E di nuovo dal mare, che forse plasmerà un nuovo mondo come ha plasmato un uomo nuovo, alla terra, alla Cosa, alla tragedia dei milioni di morti e a quella, se possibile ancora maggiore, dei pochi, pochissimi che alla morte scamparono, che videro la fine dell’incubo solo per precipitare in qualcosa di ancora peggiore, nella prigione di un ricordo che non sbadisce. Dal mare alla storia del nonno di Momik, quell’Anshel Wasserman in giovane età scrittore di successo di racconti per ragazzi (che nella prima parte del romanzo, ridotto all’ombra di se stesso, non fa che ripetere in modo talmente sconnesso da risultare del tutto incomprensibile, la sua vicenda, la storia del patto stretto con l’ufficiale nazista a capo del campo di sterminio nel quale era stato internato e dove aveva visto morire moglie e figlia, desiderando, in conseguenza di ciò, soltanto una cosa; la morte anche per sé, la fine) che accetta di narrare al suo aguzzino un’altra delle avventure che lo avevano reso tanto celebre a condizione però che l’ufficiale, se soddisfatto di ciò che ha sentito, acconsenta a finirlo. E di qui, infine, a un’enciclopedia, a un esaustivo riassunto di quel che non può essere espresso filtrato, mascherato, come nel trucco di un illusionista, come in un astuto gioco di prestigio, da biografia di uno specialissimo bambino, un neonato che Wasserman inserisce nella favola che sta imbastendo per il suo carceriere, un bambino che viene al mondo con una strana sindrome, una malattia che gli concede soltanto un giorno di vita, un giorno nel quale egli conoscerà quello che è stato, saprà dell’orrore, della morte, della guerra, dei carnefici e delle vittime. E ogni cosa saprà per poter avere la coscienza di formulare un voto, una preghiera che dovrebbe essere la preghiera di qualsiasi uomo: “che sia possibile che un uomo viva in questo mondo tutta la sua vita, dal principio alla fine, senza mai conoscere la guerra”.

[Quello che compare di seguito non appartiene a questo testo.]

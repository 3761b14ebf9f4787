//! Error types for pet-core operations.
//!
//! Nothing in this crate is fatal to the hosting process. Callers decide
//! whether an error degrades to "no signal this tick" or "defaults".

use std::path::PathBuf;

/// All errors that can occur in pet-core operations.
#[derive(Debug, thiserror::Error)]
pub enum PetError {
    // ─────────────────────────────────────────────────────────────────────
    // Configuration Errors
    // ─────────────────────────────────────────────────────────────────────
    #[error("Home directory not found")]
    HomeNotFound,

    #[error("Configuration file malformed: {path}: {details}")]
    ConfigMalformed { path: PathBuf, details: String },

    // ─────────────────────────────────────────────────────────────────────
    // Persistence Errors
    // ─────────────────────────────────────────────────────────────────────
    #[error("Persisted progression unusable: {path}: {details}")]
    PersistenceCorruption { path: PathBuf, details: String },

    #[error("Persisted progression write failed: {path}: {details}")]
    PersistenceWriteFailed { path: PathBuf, details: String },

    // ─────────────────────────────────────────────────────────────────────
    // I/O Errors
    // ─────────────────────────────────────────────────────────────────────
    #[error("I/O error: {context}: {source}")]
    Io {
        context: String,
        #[source]
        source: std::io::Error,
    },

    #[error("JSON parsing error: {context}: {source}")]
    Json {
        context: String,
        #[source]
        source: serde_json::Error,
    },

    // ─────────────────────────────────────────────────────────────────────
    // Source Errors
    // ─────────────────────────────────────────────────────────────────────
    #[error(transparent)]
    Source(#[from] SourceError),
}

/// Failure of a single observation source. Isolated per tick by the resolver.
#[derive(Debug, Clone, PartialEq, Eq, thiserror::Error)]
pub enum SourceError {
    #[error("Command execution failed: {command}: {details}")]
    CommandFailed { command: String, details: String },

    #[error("Probe unavailable: {0}")]
    Unavailable(String),

    #[error("Observation failed: {0}")]
    Observation(String),
}

/// Convenience type alias for Results using PetError.
pub type Result<T> = std::result::Result<T, PetError>;

impl From<PetError> for String {
    fn from(err: PetError) -> String {
        err.to_string()
    }
}
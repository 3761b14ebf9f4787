//! Background refresh for sources that block.
//!
//! A [`Probe`] does the slow work (shelling out, scanning a directory). A
//! [`PolledSource`] runs it on its own thread at the probe's cadence and hands
//! every result to an [`ObservationCache`] in one assignment. `observe()` only
//! clones what is cached, so the status tick never waits on I/O.
//!
//! Each `start()` opens a new cache generation and `stop()` closes it. A
//! refresh that was in flight when its generation closed finds the mismatch
//! on write and is discarded.

use chrono::{DateTime, Utc};
use std::sync::atomic::{AtomicBool, Ordering};
use std::sync::{Arc, Mutex};
use std::thread;
use std::time::{Duration, Instant};
use tracing::{debug, warn};

use crate::error::SourceError;
use crate::source::{Observation, ObservationSource};

const STOP_POLL_INTERVAL: Duration = Duration::from_millis(50);

/// The blocking half of a polled source.
pub trait Probe: Send + 'static {
    fn interval(&self) -> Duration;

    fn refresh(&mut self, now: DateTime<Utc>) -> Result<Option<Observation>, SourceError>;
}

#[derive(Debug, Default)]
struct CacheSlot {
    generation: u64,
    value: Option<Observation>,
    /// Set when the most recent refresh failed; cleared by the next success.
    error: Option<SourceError>,
    refreshed: bool,
}

/// Last-good-value cache shared between a refresh thread and `observe()`.
#[derive(Debug, Clone, Default)]
pub struct ObservationCache {
    slot: Arc<Mutex<CacheSlot>>,
}

impl ObservationCache {
    pub fn new() -> Self {
        Self::default()
    }

    pub fn generation(&self) -> u64 {
        self.slot.lock().map(|slot| slot.generation).unwrap_or(0)
    }

    /// Opens a new generation and clears the cached value. Returns the new
    /// generation; writes tagged with any older one are ignored.
    pub fn invalidate(&self) -> u64 {
        match self.slot.lock() {
            Ok(mut slot) => {
                slot.generation += 1;
                slot.value = None;
                slot.error = None;
                slot.refreshed = false;
                slot.generation
            }
            Err(_) => 0,
        }
    }

    /// Single-assignment handoff. Returns false when `generation` is stale.
    pub fn store(
        &self,
        generation: u64,
        result: Result<Option<Observation>, SourceError>,
    ) -> bool {
        let Ok(mut slot) = self.slot.lock() else {
            return false;
        };
        if slot.generation != generation {
            return false;
        }
        match result {
            Ok(value) => {
                slot.value = value;
                slot.error = None;
            }
            Err(err) => {
                slot.error = Some(err);
            }
        }
        slot.refreshed = true;
        true
    }

    /// The last good value. A failure is only surfaced while there is no
    /// good value to fall back on.
    pub fn load(&self) -> Result<Option<Observation>, SourceError> {
        let slot = self
            .slot
            .lock()
            .map_err(|_| SourceError::Observation("observation cache poisoned".to_string()))?;
        match (&slot.value, &slot.error) {
            (None, Some(err)) => Err(err.clone()),
            (value, _) => Ok(value.clone()),
        }
    }

    pub fn has_refreshed(&self) -> bool {
        self.slot.lock().map(|slot| slot.refreshed).unwrap_or(false)
    }
}

/// Runs a [`Probe`] on a background thread and serves its cached result.
pub struct PolledSource<P: Probe> {
    id: String,
    probe: Arc<Mutex<P>>,
    cache: ObservationCache,
    stop_flag: Option<Arc<AtomicBool>>,
}

impl<P: Probe> PolledSource<P> {
    pub fn new(id: impl Into<String>, probe: P) -> Self {
        Self {
            id: id.into(),
            probe: Arc::new(Mutex::new(probe)),
            cache: ObservationCache::new(),
            stop_flag: None,
        }
    }

    pub fn cache(&self) -> &ObservationCache {
        &self.cache
    }

    pub fn is_running(&self) -> bool {
        self.stop_flag.is_some()
    }
}

impl<P: Probe> ObservationSource for PolledSource<P> {
    fn id(&self) -> &str {
        &self.id
    }

    fn start(&mut self) -> Result<(), SourceError> {
        if self.is_running() {
            return Ok(());
        }
        let generation = self.cache.invalidate();
        let stop = Arc::new(AtomicBool::new(false));
        let thread_stop = Arc::clone(&stop);
        let probe = Arc::clone(&self.probe);
        let cache = self.cache.clone();
        let id = self.id.clone();

        thread::Builder::new()
            .name(format!("pet-source-{}", self.id))
            .spawn(move || refresh_loop(&id, probe, cache, generation, thread_stop))
            .map_err(|err| SourceError::Unavailable(format!("spawn {}: {}", self.id, err)))?;

        self.stop_flag = Some(stop);
        debug!(source = %self.id, generation, "Polled source started");
        Ok(())
    }

    fn stop(&mut self) {
        if let Some(stop) = self.stop_flag.take() {
            stop.store(true, Ordering::SeqCst);
            self.cache.invalidate();
            debug!(source = %self.id, "Polled source stopped");
        }
    }

    fn observe(&mut self, _now: DateTime<Utc>) -> Result<Option<Observation>, SourceError> {
        self.cache.load()
    }
}

impl<P: Probe> Drop for PolledSource<P> {
    fn drop(&mut self) {
        self.stop();
    }
}

fn refresh_loop<P: Probe>(
    id: &str,
    probe: Arc<Mutex<P>>,
    cache: ObservationCache,
    generation: u64,
    stop: Arc<AtomicBool>,
) {
    let mut failing = false;
    while !stop.load(Ordering::SeqCst) {
        let (result, interval) = {
            let Ok(mut probe) = probe.lock() else {
                warn!(source = id, "Probe lock poisoned; refresh thread exiting");
                return;
            };
            (probe.refresh(Utc::now()), probe.interval())
        };

        match &result {
            Err(err) if !failing => {
                warn!(source = id, error = %err, "Probe refresh failed");
                failing = true;
            }
            Err(err) => debug!(source = id, error = %err, "Probe refresh still failing"),
            Ok(_) if failing => {
                debug!(source = id, "Probe refresh recovered");
                failing = false;
            }
            Ok(_) => {}
        }

        if !cache.store(generation, result) {
            debug!(source = id, generation, "Discarded refresh from a stopped generation");
            return;
        }

        let deadline = Instant::now() + interval;
        while Instant::now() < deadline {
            if stop.load(Ordering::SeqCst) {
                return;
            }
            thread::sleep(STOP_POLL_INTERVAL.min(interval));
        }
    }
}
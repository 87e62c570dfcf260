use std::sync::Arc;

use anyhow::Context as _;
use tokio_util::sync::CancellationToken;
use tracing::{info, warn};

use siahe_core::{
    backup::BackupJob,
    config::Config,
    dispatcher::Context,
    session::{FileSessionStore, Supervisor},
    Error,
};

use crate::{handlers, TelegramConnector};

/// Run the bot until `shutdown` fires or the session fails fatally.
///
/// One supervised session hosts both the update polling loop and the backup
/// job; when either the session ends or polling stops, the other is stopped
/// with it.
pub async fn run(cfg: Arc<Config>, shutdown: CancellationToken) -> anyhow::Result<()> {
    let connector = TelegramConnector::new(&cfg.telegram_api_url)
        .context("building the Telegram connector")?;
    let supervisor = Supervisor::new(Arc::new(connector), cfg.chain())
        .with_store(FileSessionStore::new(cfg.session_path.clone()));

    let backup = Arc::new(BackupJob::from_config(&cfg));
    let dispatcher = handlers::dispatcher(Arc::new(handlers::BotState {
        cfg: cfg.clone(),
        backup: backup.clone(),
    }));

    let outcome = supervisor
        .run(&shutdown, move |session| async move {
            let me = session.authorize_bot(&cfg.telegram_bot_token).await?;
            info!(username = %me.username, "siahe started");
            info!(
                backup_chat = cfg.backup_chat.0,
                sqlite = %cfg.sqlite_path.display(),
                "backing up"
            );

            let scope = session.scope();
            let backup_task = tokio::spawn(backup.run(session.client(), scope.clone()));

            let ctx = Context {
                client: session.client(),
                me,
                scope: scope.clone(),
            };
            let polled = dispatcher.run_polling(ctx, cfg.poll_timeout).await;

            scope.cancel();
            if let Err(e) = backup_task.await {
                warn!(error = %e, "backup task ended abnormally");
            }
            polled
        })
        .await;

    match outcome {
        Ok(()) | Err(Error::Cancelled) => {
            info!("siahe stopped");
            Ok(())
        }
        Err(e) if e.is_fatal() => Err(e).context("cannot start the session"),
        Err(e) => Err(e).context("session ended"),
    }
}
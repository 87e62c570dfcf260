//! Periodic database backup.
//!
//! Every tick reads the snapshot source, uploads it through the session's
//! outbound path and sends the document to the backup chat. Ticks never
//! overlap: a tick that finds the job busy is skipped.

use std::{
    path::PathBuf,
    sync::{Arc, Mutex},
    time::Duration,
};

use async_trait::async_trait;
use chrono::Local;
use tokio::time::{interval, MissedTickBehavior};
use tokio_util::sync::CancellationToken;
use tracing::{error, info, warn};

use crate::{
    config::Config,
    domain::{Artifact, ChatId, MessageRef},
    session::Client,
    transport::Issuer,
    Error, Result,
};

/// Read-only view of the persisted data. Mutated elsewhere.
#[async_trait]
pub trait SnapshotSource: Send + Sync {
    fn describe(&self) -> String;

    async fn read(&self) -> Result<Vec<u8>>;
}

/// The SQLite file on disk.
pub struct FileSnapshot {
    path: PathBuf,
}

impl FileSnapshot {
    pub fn new(path: impl Into<PathBuf>) -> Self {
        Self { path: path.into() }
    }
}

#[async_trait]
impl SnapshotSource for FileSnapshot {
    fn describe(&self) -> String {
        self.path.display().to_string()
    }

    async fn read(&self) -> Result<Vec<u8>> {
        Ok(tokio::fs::read(&self.path).await?)
    }
}

#[derive(Clone, Copy, Debug, PartialEq, Eq)]
pub enum BackupState {
    Idle,
    Uploading,
    Delivering,
}

#[derive(Clone, Debug)]
pub enum BackupOutcome {
    Delivered(MessageRef),
    Failed,
    /// The session ended mid-tick.
    Interrupted,
    /// Another tick was still running.
    Skipped,
}

pub struct BackupJob {
    source: Arc<dyn SnapshotSource>,
    destination: ChatId,
    file_name: String,
    mime: String,
    interval: Duration,
    state: Mutex<BackupState>,
}

impl BackupJob {
    pub fn new(
        source: Arc<dyn SnapshotSource>,
        destination: ChatId,
        file_name: impl Into<String>,
        mime: impl Into<String>,
        interval: Duration,
    ) -> Self {
        Self {
            source,
            destination,
            file_name: file_name.into(),
            mime: mime.into(),
            interval,
            state: Mutex::new(BackupState::Idle),
        }
    }

    pub fn from_config(cfg: &Config) -> Self {
        Self::new(
            Arc::new(FileSnapshot::new(cfg.sqlite_path.clone())),
            cfg.backup_chat,
            cfg.backup_file_name.clone(),
            cfg.backup_mime.clone(),
            cfg.backup_interval,
        )
    }

    pub fn state(&self) -> BackupState {
        *self.state.lock().unwrap_or_else(|e| e.into_inner())
    }

    /// Tick immediately, then every `interval`, until `scope` is cancelled.
    ///
    /// Ticks that fall due while one is running are dropped, not queued.
    pub async fn run(self: Arc<Self>, client: Client, scope: CancellationToken) {
        let mut ticker = interval(self.interval);
        ticker.set_missed_tick_behavior(MissedTickBehavior::Skip);

        info!(
            source = %self.source.describe(),
            chat = self.destination.0,
            every = ?self.interval,
            "backup job started"
        );
        loop {
            tokio::select! {
                biased;
                _ = scope.cancelled() => break,
                _ = ticker.tick() => {}
            }
            self.tick(&client).await;
        }
        info!("backup job stopped");
    }

    /// One backup attempt. Never fails the caller: errors are logged and the
    /// job returns to idle for the next tick.
    pub async fn tick(&self, client: &Client) -> BackupOutcome {
        let Some(run) = self.try_begin() else {
            info!("backup already in progress, skipping tick");
            return BackupOutcome::Skipped;
        };

        match self.upload_and_deliver(client, &run).await {
            Ok(msg) => {
                info!(
                    chat = msg.chat_id.0,
                    message_id = msg.message_id.0,
                    "backup delivered"
                );
                BackupOutcome::Delivered(msg)
            }
            Err(Error::Cancelled) => {
                warn!("backup interrupted by shutdown");
                BackupOutcome::Interrupted
            }
            Err(e) => {
                error!(error = %e, source = %self.source.describe(), "backup failed");
                BackupOutcome::Failed
            }
        }
    }

    async fn upload_and_deliver(&self, client: &Client, run: &RunGuard<'_>) -> Result<MessageRef> {
        let bytes = self.source.read().await?;
        let artifact = Artifact {
            name: self.file_name.clone(),
            mime: self.mime.clone(),
            bytes: Arc::new(bytes),
        };
        let file = client.upload(Issuer::Backup, artifact).await?;

        run.advance(BackupState::Delivering);
        let caption = format!("Backup {}", Local::now().format("%Y-%m-%d %H:%M:%S"));
        client
            .send_document(Issuer::Backup, self.destination, file, Some(caption))
            .await
    }

    fn try_begin(&self) -> Option<RunGuard<'_>> {
        let mut state = self.state.lock().unwrap_or_else(|e| e.into_inner());
        if *state != BackupState::Idle {
            return None;
        }
        *state = BackupState::Uploading;
        Some(RunGuard { state: &self.state })
    }
}

/// Holds the job out of `Idle` for one tick; always restores it.
struct RunGuard<'a> {
    state: &'a Mutex<BackupState>,
}

impl RunGuard<'_> {
    fn advance(&self, next: BackupState) {
        *self.state.lock().unwrap_or_else(|e| e.into_inner()) = next;
    }
}

impl Drop for RunGuard<'_> {
    fn drop(&mut self) {
        self.advance(BackupState::Idle);
    }
}
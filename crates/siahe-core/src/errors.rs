use std::time::Duration;

/// Core error type for the bot.
///
/// Adapter crates map their specific errors into this type so the session core
/// can tell fatal startup failures from flood signals and operational errors.
#[derive(Debug, thiserror::Error)]
pub enum Error {
    #[error("config error: {0}")]
    Config(String),

    #[error("i/o error: {0}")]
    Io(#[from] std::io::Error),

    #[error("json error: {0}")]
    Json(#[from] serde_json::Error),

    #[error("connect failed: {0}")]
    Connect(String),

    #[error("authorization failed: {0}")]
    Auth(String),

    #[error("session is not authorized")]
    Unauthorized,

    #[error("flood wait: retry after {0:?}")]
    FloodWait(Duration),

    #[error("cancelled")]
    Cancelled,

    #[error("unexpected reply to {0}")]
    UnexpectedReply(&'static str),

    #[error("external error: {0}")]
    External(String),
}

impl Error {
    /// Startup failures the process cannot recover from.
    pub fn is_fatal(&self) -> bool {
        matches!(self, Error::Connect(_) | Error::Auth(_))
    }
}

pub type Result<T> = std::result::Result<T, Error>;
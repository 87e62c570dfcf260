//! Telegram adapter (teloxide).
//!
//! Implements the `siahe-core` transport port over the Telegram Bot API and
//! wires the bot's handlers and background jobs around a supervised session.

use std::sync::{
    atomic::{AtomicBool, Ordering},
    Arc, RwLock,
};

use async_trait::async_trait;
use teloxide::{
    prelude::*,
    types::{InputFile, Me},
};
use tracing::debug;

pub mod convert;
pub mod handlers;
pub mod router;

use siahe_core::{
    domain::{BotIdentity, BotToken, ChatId, FileRef, MessageRef, MessageId, UserId},
    errors::Error,
    transport::{Call, Connector, Reply, Transport},
    Result,
};

pub const DEFAULT_API_URL: &str = "https://api.telegram.org";

/// Opens HTTP connections to the Bot API host.
pub struct TelegramConnector {
    api_url: reqwest::Url,
}

impl TelegramConnector {
    pub fn new(api_url: &str) -> Result<Self> {
        let api_url = reqwest::Url::parse(api_url)
            .map_err(|e| Error::Config(format!("invalid Telegram API url {api_url}: {e}")))?;
        Ok(Self { api_url })
    }
}

#[async_trait]
impl Connector for TelegramConnector {
    async fn connect(&self) -> Result<Arc<dyn Transport>> {
        let client = teloxide::net::client_from_env();

        // Any HTTP answer means the host is reachable; only transport
        // failures count as a failed connect.
        client
            .get(self.api_url.clone())
            .send()
            .await
            .map_err(|e| Error::Connect(format!("cannot reach {}: {e}", self.api_url)))?;

        Ok(Arc::new(TelegramTransport::new(client, self.api_url.clone())))
    }
}

/// One connection to the Bot API. The bot handle exists only after
/// `AuthorizeBot` succeeded.
pub struct TelegramTransport {
    client: reqwest::Client,
    api_url: reqwest::Url,
    bot: RwLock<Option<Bot>>,
    closed: AtomicBool,
}

impl TelegramTransport {
    pub fn new(client: reqwest::Client, api_url: reqwest::Url) -> Self {
        Self {
            client,
            api_url,
            bot: RwLock::new(None),
            closed: AtomicBool::new(false),
        }
    }

    fn bot(&self) -> Result<Bot> {
        if self.closed.load(Ordering::SeqCst) {
            return Err(Error::External("connection closed".to_string()));
        }
        self.bot
            .read()
            .unwrap_or_else(|e| e.into_inner())
            .clone()
            .ok_or(Error::Unauthorized)
    }

    fn tg_chat(chat_id: ChatId) -> teloxide::types::ChatId {
        teloxide::types::ChatId(chat_id.0)
    }

    fn sent(msg: &Message) -> Reply {
        Reply::Sent(MessageRef {
            chat_id: ChatId(msg.chat.id.0),
            message_id: MessageId(msg.id.0),
        })
    }

    fn map_err(e: teloxide::RequestError) -> Error {
        match e {
            teloxide::RequestError::RetryAfter(wait) => Error::FloodWait(wait),
            // The Bot API answers a rejected token with 404 "Unauthorized".
            teloxide::RequestError::Api(teloxide::ApiError::NotFound) => Error::Unauthorized,
            other => Error::External(format!("telegram error: {other}")),
        }
    }

    fn map_auth_err(e: teloxide::RequestError) -> Error {
        match Self::map_err(e) {
            Error::Unauthorized => Error::Auth("bot token rejected".to_string()),
            other => other,
        }
    }

    fn ensure_authorized(&self) -> Result<()> {
        self.bot().map(drop)
    }

    async fn authorize(&self, token: BotToken) -> Result<Reply> {
        let bot = Bot::with_client(token.expose(), self.client.clone())
            .set_api_url(self.api_url.clone());
        let me: Me = bot.get_me().await.map_err(Self::map_auth_err)?;

        *self.bot.write().unwrap_or_else(|e| e.into_inner()) = Some(bot);
        Ok(Reply::Authorized(BotIdentity {
            id: UserId(me.user.id.0 as i64),
            username: me.username().to_string(),
        }))
    }
}

#[async_trait]
impl Transport for TelegramTransport {
    async fn invoke(&self, call: Call) -> Result<Reply> {
        match call {
            Call::AuthorizeBot { token } => self.authorize(token).await,

            Call::GetUpdates { offset, timeout } => {
                let updates = self
                    .bot()?
                    .get_updates()
                    .offset(offset as i32)
                    .timeout(timeout.as_secs() as u32)
                    .await
                    .map_err(Self::map_err)?;
                Ok(Reply::Updates(
                    updates.into_iter().map(convert::update).collect(),
                ))
            }

            Call::SendText { chat_id, text } => {
                let msg = self
                    .bot()?
                    .send_message(Self::tg_chat(chat_id), text)
                    .await
                    .map_err(Self::map_err)?;
                Ok(Self::sent(&msg))
            }

            // The Bot API takes file bytes with the message itself, so
            // uploading only stages the artifact for `SendDocument`.
            Call::Upload { artifact } => {
                self.ensure_authorized()?;
                debug!(name = %artifact.name, bytes = artifact.bytes.len(), "staged upload");
                Ok(Reply::Uploaded(FileRef::Staged(artifact)))
            }

            Call::SendDocument {
                chat_id,
                file,
                caption,
            } => {
                let input = match file {
                    FileRef::Remote { id } => InputFile::file_id(id),
                    FileRef::Staged(artifact) => {
                        InputFile::memory(artifact.bytes.to_vec()).file_name(artifact.name)
                    }
                };
                let mut req = self.bot()?.send_document(Self::tg_chat(chat_id), input);
                if let Some(caption) = caption {
                    req = req.caption(caption);
                }
                let msg = req.await.map_err(Self::map_err)?;
                Ok(Self::sent(&msg))
            }

            Call::AnswerCallback { callback_id, text } => {
                let mut req = self.bot()?.answer_callback_query(callback_id);
                if let Some(text) = text {
                    req = req.text(text);
                }
                req.await.map_err(Self::map_err)?;
                Ok(Reply::Done)
            }
        }
    }

    fn close(&self) {
        self.closed.store(true, Ordering::SeqCst);
        self.bot.write().unwrap_or_else(|e| e.into_inner()).take();
    }
}
use std::sync::Mutex;

use async_trait::async_trait;
use tokio::time::{sleep_until, Instant};
use tokio_util::sync::CancellationToken;
use tracing::warn;

use crate::{
    middleware::{suspend, Middleware},
    transport::{OutboundRequest, Reply},
    Error, Result,
};

/// Suspends all outbound traffic while a platform flood wait is in effect.
///
/// A flood signal observed on any response pushes `resume_at` forward; every
/// later request waits until it has passed. Overlapping signals keep the
/// longest window.
#[derive(Default)]
pub struct FloodWaiter {
    resume_at: Mutex<Option<Instant>>,
}

impl FloodWaiter {
    pub fn new() -> Self {
        Self::default()
    }

    /// End of the current flood window, if one is still running.
    pub fn resume_at(&self) -> Option<Instant> {
        let until = *self.resume_at.lock().unwrap_or_else(|e| e.into_inner());
        until.filter(|t| *t > Instant::now())
    }
}

#[async_trait]
impl Middleware for FloodWaiter {
    fn name(&self) -> &'static str {
        "flood_wait"
    }

    async fn admit(&self, _req: &OutboundRequest, cancel: &CancellationToken) -> Result<()> {
        // Re-check after each sleep: the window may have been extended meanwhile.
        while let Some(until) = self.resume_at() {
            suspend(cancel, sleep_until(until)).await?;
        }
        Ok(())
    }

    fn observe(&self, req: &OutboundRequest, outcome: &Result<Reply>) {
        let Err(Error::FloodWait(wait)) = outcome else {
            return;
        };

        let until = Instant::now() + *wait;
        let mut guard = self.resume_at.lock().unwrap_or_else(|e| e.into_inner());
        if guard.map_or(true, |current| until > current) {
            *guard = Some(until);
        }
        drop(guard);

        warn!(
            wait = ?wait,
            issuer = %req.issuer,
            call = req.call.name(),
            "flood wait"
        );
    }
}
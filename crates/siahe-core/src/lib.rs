//! Core session lifecycle for the siahe bot.
//!
//! This crate is intentionally framework-agnostic. The Telegram connection lives
//! behind the `Transport`/`Connector` ports implemented in the adapter crate.

pub mod backup;
pub mod config;
pub mod dispatcher;
pub mod domain;
pub mod errors;
pub mod logging;
pub mod middleware;
pub mod session;
pub mod transport;
pub mod update;

#[cfg(test)]
mod testkit;

pub use errors::{Error, Result};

Eccovi l’incipit del romanzo. Buona lettura.

Era andata così, che qualche mese dopo che nonna Heni fu morta e seppellita sottoterra, Momik ebbe un nuovo nonno.

2 commenti su “Il racconto dell’indicibile”

  1. Dopo la lettura, in inglese “See under: love”, ero così colpita che con disciplina e poi godere ho letto tutto (poco purtroppo) Bruno Schulz per poi rileggere il capitolo dedicato a e intitolato “Bruno”. La prima volto la lunghezza di quella fantasia mi aveva esasperato. Ma non potevo rimettere il libro sulla mensola senza un secondo tentativo. Consiglio ogni lettore trasportato dal bambino Momek di leggere almeno “La strada dei coccodrilli” prima di “Bruno” o addirittura di saltare e affrontarlo alla fine. 2° mio consiglio è per “l’enciclopedia” finale. Ognuno, leggendolo, deve farsi un indice delle voci e pagine. Sono in ordine alfabetico ebraico. Ogni voce indica qualche altra ed è giusto poter seguire anche la caccia al tesoro. Che libro infinitamente generoso!